- Education: University of Calabria
- Known for: IoT-enabled Wearable Computing Systems
- Awards: Fellow. IEEE. 2021 Andrew P. Sage Best IEEE SMC Transactions Paper Award. IEEE SMC. 2014
- Scientific career
- Fields: Computer Science
- Workplaces: University of Calabria
- Website: https://labs.dimes.unical.it/speme/people/giancarlo-fortino/

= Giancarlo Fortino =

Italian computer scientist

Giancarlo Fortino is an Italian computer scientist who is currently a full professor of computer engineering at the Department of Informatics, Modeling, Electronics and Systems (DIMES) of the University of Calabria.

== Education ==
Giancarlo Fortino was born in Italy in 1971. He graduated from University of Calabria in 1995 with a laurea (5-year master's degree) in computer engineering. In 2000, he received a PhD in computer engineering from the University of Calabria.

== Career ==
Giancarlo Fortino is currently a full-time professor of computer engineering at the Department of Informatics, Modeling, Electronics and Systems (DIMES) of the University of Calabria, where he is the director of the SPEME (Smart, Pervasive and Mobile systems Engineering) lab. He has supervised or co-supervised more than 15 doctoral students.

In 1997 and 1999, he was a research scholar at the International Computer Science Institute in Berkeley, US. In 2009, he was a visiting professor at Queensland University of Technology, Australia. In 2001–2006, he was an assistant professor and in 2006–2018 he was an associate professor at the University of Calabria. In 2012, he was nominated Guest Professor of Computer Engineering at the Wuhan University of Technology. In 2015, he was nominated adjunct full professor of computer engineering in the framework of High-End Foreign Experts in China. Since 2015, he has been an adjunct senior research fellow at the Institute of High-Performance Computing and Networks of the National Research Council (Italy). In 2017, he was nominated high-end expert at Huazhong University of Science and Technology, China. In 2019, he served as a visiting scientist at Shenzhen Institute of Information Technology after being awarded a Chinese Academy of Sciences President's International Fellowship Initiative (PIFI). In the same year, he was also nominated distinguished professor at Huazhong Agricultural University, China.

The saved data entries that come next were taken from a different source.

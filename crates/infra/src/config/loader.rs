//! Configuration loader
//!
//! Loads the access-layer configuration from environment variables or files.
//!
//! ## Loading Strategy
//! 1. First, attempts to load from environment variables
//! 2. If incomplete, falls back to loading from file
//! 3. Probes multiple paths for config files
//! 4. Supports JSON and TOML formats
//!
//! Whatever the source, the result is validated before it is returned.
//!
//! ## Environment Variables
//! Required:
//! - `AZURE_AD_TENANT_ID`, `AZURE_AD_CLIENT_ID`, `AZURE_AD_CLIENT_SECRET`
//! - `DOCBRIDGE_SITE_HOSTNAME`: e.g. `contoso.sharepoint.com`
//! - `DOCBRIDGE_SITE_PATH`: e.g. `/sites/Thelounge`
//!
//! Optional:
//! - `DOCBRIDGE_DOCUMENT_LIBRARY` (default `Shared Documents`)
//! - `DOCBRIDGE_GRAPH_BASE_URL`, `DOCBRIDGE_LOGIN_BASE_URL`, `DOCBRIDGE_SCOPE`
//! - `DOCBRIDGE_TRANSPORT_MAX_ATTEMPTS`, `DOCBRIDGE_TRANSPORT_BASE_DELAY_MS`
//! - `DOCBRIDGE_MAX_RETRIES`, `DOCBRIDGE_RETRY_BASE_DELAY_MS`
//! - `DOCBRIDGE_REQUEST_TIMEOUT_SECS`
//!
//! ## File Locations
//! The loader probes the following paths (in order):
//! 1. `./docbridge.{json,toml}` then `./config.{json,toml}`
//! 2. The same names in the parent and grandparent directories
//! 3. Relative to executable location

use std::path::{Path, PathBuf};
use std::str::FromStr;

use docbridge_domain::{
    ClientCredentials, DocBridgeConfig, DocStoreError, EndpointConfig, RemoteSiteConfig, Result,
    RetrySettings,
};
use url::Url;

const CONFIG_FILE_NAMES: [&str; 4] =
    ["docbridge.json", "docbridge.toml", "config.json", "config.toml"];

/// Load configuration with automatic fallback strategy
///
/// First attempts to load from environment variables. If any required
/// variables are missing, falls back to loading from a config file.
///
/// # Errors
/// Returns `DocStoreError::Config` if:
/// - Configuration cannot be loaded from either source
/// - File format is invalid
/// - Required fields are missing
pub fn load() -> Result<DocBridgeConfig> {
    match load_from_env() {
        Ok(config) => {
            tracing::info!("Configuration loaded from environment variables");
            Ok(config)
        }
        Err(e) => {
            tracing::debug!(error = %e, "Failed to load from environment, trying file");
            load_from_file(None)
        }
    }
}

/// Load configuration from environment variables
///
/// # Errors
/// Returns `DocStoreError::Config` if required variables are missing
/// or have invalid values.
pub fn load_from_env() -> Result<DocBridgeConfig> {
    let credentials = ClientCredentials::new(
        env_var("AZURE_AD_TENANT_ID")?,
        env_var("AZURE_AD_CLIENT_ID")?,
        env_var("AZURE_AD_CLIENT_SECRET")?,
    );

    let mut site =
        RemoteSiteConfig::new(env_var("DOCBRIDGE_SITE_HOSTNAME")?, env_var("DOCBRIDGE_SITE_PATH")?);
    if let Some(library) = env_opt("DOCBRIDGE_DOCUMENT_LIBRARY") {
        site = site.with_document_library(library);
    }

    let mut endpoints = EndpointConfig::default();
    if let Some(url) = env_opt("DOCBRIDGE_GRAPH_BASE_URL") {
        endpoints.graph_base_url = url;
    }
    if let Some(url) = env_opt("DOCBRIDGE_LOGIN_BASE_URL") {
        endpoints.login_base_url = url;
    }
    if let Some(scope) = env_opt("DOCBRIDGE_SCOPE") {
        endpoints.scope = scope;
    }

    let defaults = RetrySettings::default();
    let retry = RetrySettings {
        transport_max_attempts: env_parse(
            "DOCBRIDGE_TRANSPORT_MAX_ATTEMPTS",
            defaults.transport_max_attempts,
        )?,
        transport_base_delay_ms: env_parse(
            "DOCBRIDGE_TRANSPORT_BASE_DELAY_MS",
            defaults.transport_base_delay_ms,
        )?,
        operation_max_retries: env_parse("DOCBRIDGE_MAX_RETRIES", defaults.operation_max_retries)?,
        operation_base_delay_ms: env_parse(
            "DOCBRIDGE_RETRY_BASE_DELAY_MS",
            defaults.operation_base_delay_ms,
        )?,
        request_timeout_secs: env_parse(
            "DOCBRIDGE_REQUEST_TIMEOUT_SECS",
            defaults.request_timeout_secs,
        )?,
    };

    finish(DocBridgeConfig { credentials, site, endpoints, retry })
}

/// Load configuration from a file
///
/// If `path` is `None`, probes multiple locations for config files.
/// Supports both JSON and TOML formats (detected by file extension).
///
/// # Errors
/// Returns `DocStoreError::Config` if:
/// - File not found (when path is specified)
/// - No config file found (when path is `None`)
/// - File format is invalid
/// - Required fields are missing
pub fn load_from_file(path: Option<PathBuf>) -> Result<DocBridgeConfig> {
    let config_path = match path {
        Some(p) => {
            if !p.exists() {
                return Err(DocStoreError::Config(format!(
                    "Config file not found: {}",
                    p.display()
                )));
            }
            p
        }
        None => probe_config_paths().ok_or_else(|| {
            DocStoreError::Config(
                "No config file found in any of the standard locations".to_string(),
            )
        })?,
    };

    tracing::info!(path = %config_path.display(), "Loading configuration from file");

    let contents = std::fs::read_to_string(&config_path)
        .map_err(|e| DocStoreError::Config(format!("Failed to read config file: {}", e)))?;

    finish(parse_config(&contents, &config_path)?)
}

/// Parse configuration from string content
///
/// Format is detected by file extension (`.json` or `.toml`).
fn parse_config(contents: &str, path: &Path) -> Result<DocBridgeConfig> {
    let extension = path.extension().and_then(|e| e.to_str()).unwrap_or("json");

    match extension {
        "toml" => toml::from_str(contents)
            .map_err(|e| DocStoreError::Config(format!("Invalid TOML format: {}", e))),
        "json" => serde_json::from_str(contents)
            .map_err(|e| DocStoreError::Config(format!("Invalid JSON format: {}", e))),
        _ => Err(DocStoreError::Config(format!("Unsupported config format: {}", extension))),
    }
}

/// Validate required values and endpoint URLs.
fn finish(config: DocBridgeConfig) -> Result<DocBridgeConfig> {
    config.validate()?;
    check_url("graph_base_url", &config.endpoints.graph_base_url)?;
    check_url("login_base_url", &config.endpoints.login_base_url)?;
    Ok(config)
}

fn check_url(name: &str, value: &str) -> Result<()> {
    Url::parse(value)
        .map(|_| ())
        .map_err(|e| DocStoreError::Config(format!("Invalid {name} '{value}': {e}")))
}

/// Probe multiple paths for configuration files
///
/// # Returns
/// The first config file found, or `None` if no file exists.
pub fn probe_config_paths() -> Option<PathBuf> {
    let mut roots = Vec::new();

    if let Ok(cwd) = std::env::current_dir() {
        roots.extend([cwd.clone(), cwd.join(".."), cwd.join("../..")]);
    }

    if let Ok(exe_path) = std::env::current_exe() {
        if let Some(exe_dir) = exe_path.parent() {
            roots.extend([exe_dir.to_path_buf(), exe_dir.join(".."), exe_dir.join("../..")]);
        }
    }

    roots
        .iter()
        .flat_map(|root| CONFIG_FILE_NAMES.iter().map(move |name| root.join(name)))
        .find(|path| path.exists())
}

/// Get required environment variable
///
/// # Errors
/// Returns `DocStoreError::Config` if the variable is not set or blank.
fn env_var(key: &str) -> Result<String> {
    env_opt(key).ok_or_else(|| {
        DocStoreError::Config(format!("Missing required environment variable: {}", key))
    })
}

/// Optional environment variable; blank counts as unset.
fn env_opt(key: &str) -> Option<String> {
    std::env::var(key).ok().filter(|value| !value.trim().is_empty())
}

/// Parse an optional numeric environment variable, falling back to `default`.
fn env_parse<T>(key: &str, default: T) -> Result<T>
where
    T: FromStr,
    T::Err: std::fmt::Display,
{
    match env_opt(key) {
        Some(raw) => raw
            .trim()
            .parse::<T>()
            .map_err(|e| DocStoreError::Config(format!("Invalid value for {}: {}", key, e))),
        None => Ok(default),
    }
}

== Editorial Activities ==
Giancarlo Fortino is the founding editor of the IEEE Press Book Series on "Human-Machine Systems". He is the founding editor-in-chief of Springer Book Series on “Internet of Things: Technology, Communications and Computing”. He currently serves in the editorial board of several IEEE journals, including IEEE Sensors Journal and IEEE Access. He has edited several books, including one published by Wiley-IEEE Press and entitled "Wearable Computing: From Modeling to Implementation of Wearable Systems based on Body Sensor Networks".

== Publications ==
He has published more than 500 articles in international conferences, journals, and book chapters. He is listed among the Clarivate Web of Science Highly Cited researchers in the field of Computer Science. He is the only Italian highly cited researcher in the computer science area.

== Honors and awards ==
He is an Institute of Electrical and Electronics Engineers (IEEE) fellow. He is also a fellow of the Asia-Pacific Artificial Intelligence Association.
He has been the recipient of three best paper awards, including the 2014 Andrew P. Sage Best IEEE SMC Transactions Paper Award, and of an Outstanding Chapter Award as the Chair of the IEEE SMC Italy Chapter.
He held more than 100 invited talks, keynotes, tutorials, and panels, at international conferences and symposia, and he is a Distinguished Lecturer of the IEEE Sensors Council.